Seeing these connections, I decided to write an article on personal names and identity in Pakistan. The first thing I discovered was that this subject, onomastics, is not researched at all in the country. Richard Temple had written on Punjabi names but that was in 1883. And Anne Marie Schimmel had written to underline the fact that Pakistanis do not know Arabic and get the Islamic names all wrong (Nabi Baksh is theologically incorrect according to the stricter interpretations of Islam as she pointed out). However, as in all other fields, in the last few decades, there are hundreds of articles and even books on the names of the people of the whole world but nothing on Pakistan. This, I thought, was a gap I could fill. And I thought it would be easy. But it proved to be more difficult than I thought. First, names are not easy to find. NADRA guards names as if they were state secrets and the Election Commission of Pakistan does not have names in its Islamabad office. Even the gazette of matriculation is not easy to find since, I never received any document merely by requesting the authorities for it. In the time-honoured Pakistani tradition, I needed a sifarish (recommendation), patronage or favour by somebody who was well-connected. And, believe me, I also had to pay some people who had the data (they said it was fees for photocopying).
Then I set out to find frequencies of the occurrence of Islamic components, caste components and so on. I found that the percentage of Islamic components of the names of the 1950s was less than it was in the names of the 1990s. This could be attributed to the Islamisation project of Ziaul Haq. But this percentage is not very high. Other names showing defiance of America are Saddam and Osama, which were not common before the Iraq War and 9/11.
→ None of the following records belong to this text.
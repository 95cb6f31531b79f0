//! In-memory directory store
//!
//! Backs local runs without a database and the service/API tests. Users are
//! kept ordered by id so listings are deterministic.

use async_trait::async_trait;
use chrono::{DateTime, Utc};
use std::collections::{BTreeMap, HashMap, HashSet};
use std::sync::{Arc, Mutex, MutexGuard};
use uuid::Uuid;

use mailroom_auth::{AuthIdentity, IdentityLookup};
use mailroom_common::{RepositoryError, RoleName};

use super::{DirectoryStore, MailboxStore, SiteConfigStore, StoreResult};
use crate::domain::entities::{DirectoryUser, Mailbox, NewUser, QuotaBucket};

#[derive(Debug)]
struct State {
    /// Stored rows keep the default role; `assignments` holds the real one
    users: BTreeMap<Uuid, DirectoryUser>,
    assignments: HashMap<Uuid, RoleName>,
    roles: HashSet<RoleName>,
    mailboxes: Vec<Mailbox>,
    site: HashMap<String, String>,
}

impl State {
    fn role_of(&self, id: &Uuid) -> RoleName {
        self.assignments.get(id).copied().unwrap_or_default()
    }

    fn view(&self, row: &DirectoryUser) -> DirectoryUser {
        DirectoryUser {
            role: self.role_of(&row.id),
            ..row.clone()
        }
    }

    fn find_by(&self, pred: impl Fn(&DirectoryUser) -> bool) -> Option<DirectoryUser> {
        self.users.values().find(|row| pred(row)).map(|row| self.view(row))
    }
}

/// Directory, mailbox and identity store held in process memory
#[derive(Debug, Clone)]
pub struct InMemoryDirectory {
    state: Arc<Mutex<State>>,
}

impl Default for InMemoryDirectory {
    fn default() -> Self {
        Self::new()
    }
}

impl InMemoryDirectory {
    /// Empty directory with all four role reference rows present
    pub fn new() -> Self {
        Self {
            state: Arc::new(Mutex::new(State {
                users: BTreeMap::new(),
                assignments: HashMap::new(),
                roles: RoleName::ALL.into_iter().collect(),
                mailboxes: Vec::new(),
                site: HashMap::new(),
            })),
        }
    }

    fn state(&self) -> StoreResult<MutexGuard<'_, State>> {
        self.state
            .lock()
            .map_err(|_| RepositoryError::InvalidData("directory state lock poisoned".to_string()))
    }

    /// Insert a user; username and email must be unique when present.
    ///
    /// Rows that break the user's quota policy or email format are refused
    /// with `InvalidData` and nothing is stored.
    pub fn insert_user(&self, user: NewUser) -> StoreResult<Uuid> {
        let user = user
            .into_user(RoleName::Civilian)
            .map_err(|e| RepositoryError::InvalidData(e.to_string()))?;
        let mut state = self.state()?;
        let clash = state.users.values().any(|existing| {
            existing.id == user.id
                || (user.username.is_some() && existing.username == user.username)
                || (user.email.is_some() && existing.email == user.email)
        });
        if clash {
            return Err(RepositoryError::AlreadyExists);
        }
        let id = user.id;
        state.users.insert(id, user);
        Ok(id)
    }

    /// Set a role assignment directly, emperor included
    pub fn set_role(&self, id: Uuid, role: RoleName) -> StoreResult<()> {
        let mut state = self.state()?;
        if !state.users.contains_key(&id) || !state.roles.contains(&role) {
            return Err(RepositoryError::NotFound);
        }
        state.assignments.insert(id, role);
        Ok(())
    }

    pub fn add_mailbox(&self, mailbox: Mailbox) -> StoreResult<()> {
        let mut state = self.state()?;
        if !state.users.contains_key(&mailbox.owner_id) {
            return Err(RepositoryError::NotFound);
        }
        state.mailboxes.push(mailbox);
        Ok(())
    }

    /// Delete a user together with its assignment and mailboxes
    pub fn remove_user(&self, id: Uuid) -> StoreResult<bool> {
        let mut state = self.state()?;
        let existed = state.users.remove(&id).is_some();
        state.assignments.remove(&id);
        state.mailboxes.retain(|m| m.owner_id != id);
        Ok(existed)
    }

    /// Drop a role reference row; used to model a directory that was never seeded
    pub fn remove_role_reference(&self, role: RoleName) -> StoreResult<()> {
        self.state()?.roles.remove(&role);
        Ok(())
    }

    pub fn get(&self, id: Uuid) -> StoreResult<Option<DirectoryUser>> {
        let state = self.state()?;
        Ok(state.users.get(&id).map(|row| state.view(row)))
    }

    pub fn user_count(&self) -> StoreResult<usize> {
        Ok(self.state()?.users.len())
    }
}

#[async_trait]
impl DirectoryStore for InMemoryDirectory {
    async fn create_user(&self, user: NewUser) -> StoreResult<Uuid> {
        self.insert_user(user)
    }

    async fn search_users(&self, search: Option<&str>) -> StoreResult<Vec<DirectoryUser>> {
        let state = self.state()?;
        let needle = search.map(str::to_lowercase);
        Ok(state
            .users
            .values()
            .map(|row| state.view(row))
            .filter(|user| match needle.as_deref() {
                Some(n) => user.matches_search(n),
                None => true,
            })
            .collect())
    }

    async fn find_user(&self, id: Uuid) -> StoreResult<Option<DirectoryUser>> {
        self.get(id)
    }

    async fn find_user_by_email(&self, email: &str) -> StoreResult<Option<DirectoryUser>> {
        Ok(self.state()?.find_by(|u| u.email.as_deref() == Some(email)))
    }

    async fn find_user_by_username(&self, username: &str) -> StoreResult<Option<DirectoryUser>> {
        Ok(self
            .state()?
            .find_by(|u| u.username.as_deref() == Some(username)))
    }

    async fn update_max_emails(&self, id: Uuid, max_emails: i32) -> StoreResult<Option<i32>> {
        let mut state = self.state()?;
        Ok(state
            .users
            .get_mut(&id)
            .map(|row| std::mem::replace(&mut row.max_emails, max_emails)))
    }

    async fn assign_role(&self, id: Uuid, role: RoleName) -> StoreResult<()> {
        self.set_role(id, role)
    }

    async fn role_exists(&self, role: RoleName) -> StoreResult<bool> {
        Ok(self.state()?.roles.contains(&role))
    }

    async fn delete_users_with_role(&self, role: RoleName) -> StoreResult<u64> {
        let mut state = self.state()?;
        let doomed: Vec<Uuid> = state
            .users
            .keys()
            .filter(|id| state.role_of(id) == role)
            .copied()
            .collect();
        for id in &doomed {
            state.users.remove(id);
            state.assignments.remove(id);
        }
        state.mailboxes.retain(|m| !doomed.contains(&m.owner_id));
        Ok(doomed.len() as u64)
    }

    async fn count_users(&self) -> StoreResult<i64> {
        Ok(self.state()?.users.len() as i64)
    }

    async fn count_users_created_after(&self, since: DateTime<Utc>) -> StoreResult<i64> {
        Ok(self
            .state()?
            .users
            .values()
            .filter(|u| u.created_at.is_some_and(|t| t > since))
            .count() as i64)
    }

    async fn count_users_by_role(&self) -> StoreResult<HashMap<RoleName, i64>> {
        let state = self.state()?;
        let mut counts = HashMap::new();
        for id in state.users.keys() {
            *counts.entry(state.role_of(id)).or_insert(0) += 1;
        }
        Ok(counts)
    }

    async fn quota_distribution(&self) -> StoreResult<Vec<QuotaBucket>> {
        let state = self.state()?;
        let mut buckets: BTreeMap<i32, i64> = BTreeMap::new();
        for user in state.users.values() {
            *buckets.entry(user.max_emails).or_insert(0) += 1;
        }
        Ok(buckets
            .into_iter()
            .map(|(max_emails, user_count)| QuotaBucket {
                max_emails,
                user_count,
            })
            .collect())
    }
}

#[async_trait]
impl MailboxStore for InMemoryDirectory {
    async fn count_by_owners(&self, owners: &[Uuid]) -> StoreResult<HashMap<Uuid, i64>> {
        let state = self.state()?;
        let wanted: HashSet<&Uuid> = owners.iter().collect();
        let mut counts = HashMap::new();
        for mailbox in state.mailboxes.iter().filter(|m| wanted.contains(&m.owner_id)) {
            *counts.entry(mailbox.owner_id).or_insert(0) += 1;
        }
        Ok(counts)
    }

    async fn count_all(&self) -> StoreResult<i64> {
        Ok(self.state()?.mailboxes.len() as i64)
    }

    async fn count_active_at(&self, at: DateTime<Utc>) -> StoreResult<i64> {
        Ok(self
            .state()?
            .mailboxes
            .iter()
            .filter(|m| m.is_active_at(at))
            .count() as i64)
    }
}

#[async_trait]
impl SiteConfigStore for InMemoryDirectory {
    async fn site_settings(&self) -> StoreResult<HashMap<String, String>> {
        Ok(self.state()?.site.clone())
    }

    async fn put_site_settings(&self, entries: &[(&'static str, String)]) -> StoreResult<()> {
        let mut state = self.state()?;
        for (key, value) in entries {
            state.site.insert((*key).to_string(), value.clone());
        }
        Ok(())
    }
}

#[async_trait]
impl IdentityLookup for InMemoryDirectory {
    async fn find_identity(&self, user_id: Uuid) -> Result<Option<AuthIdentity>, RepositoryError> {
        Ok(self.get(user_id)?.map(AuthIdentity::from))
    }
}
Class, region and modernisation are also linked with names. Caste names are found more in Sindh and Balochistan than in Punjab and Khyber-Pakhtunkhwa, which is one indicator of these ethnic identities. Also, the rural upper classes have high-sounding names (Sardar Meer Abdul Rab Khan Laghari) while the lower ones have simpler ones (Boota). In short, your name reveals your class, ethnicity and region. Region is also revealed in womens’ names. Bibi, Begam, Khatoon, Mai etc., are rural names, which do not change on marriage and this is where modernisation comes in. In the cities, because of modernisation, these rural, old-fashioned components are not used while mens’ names are used by women. Indeed, women often take the first names of their husbands rather than their family names. Indeed, we do not have family names in the Western sense of the term. We have group labels — Shinwari, Chauhan, Raja, Chang, Bhutto, etc. — which function as family names in certain circumstances and may become family names later.
Names are also used to hide besieged identities. Pakistani Christians often use names shared by Muslims as do some (but not many) Hindus. This destigmatisation strategy is also used by workers in call centres and immigrants abroad, who use Western names (Tom, Julie, etc.) to fit in with the host group. But this is only scratching the surface — there is much more in names which research can reveal.
Published in The Express Tribune, June 24th, 2013.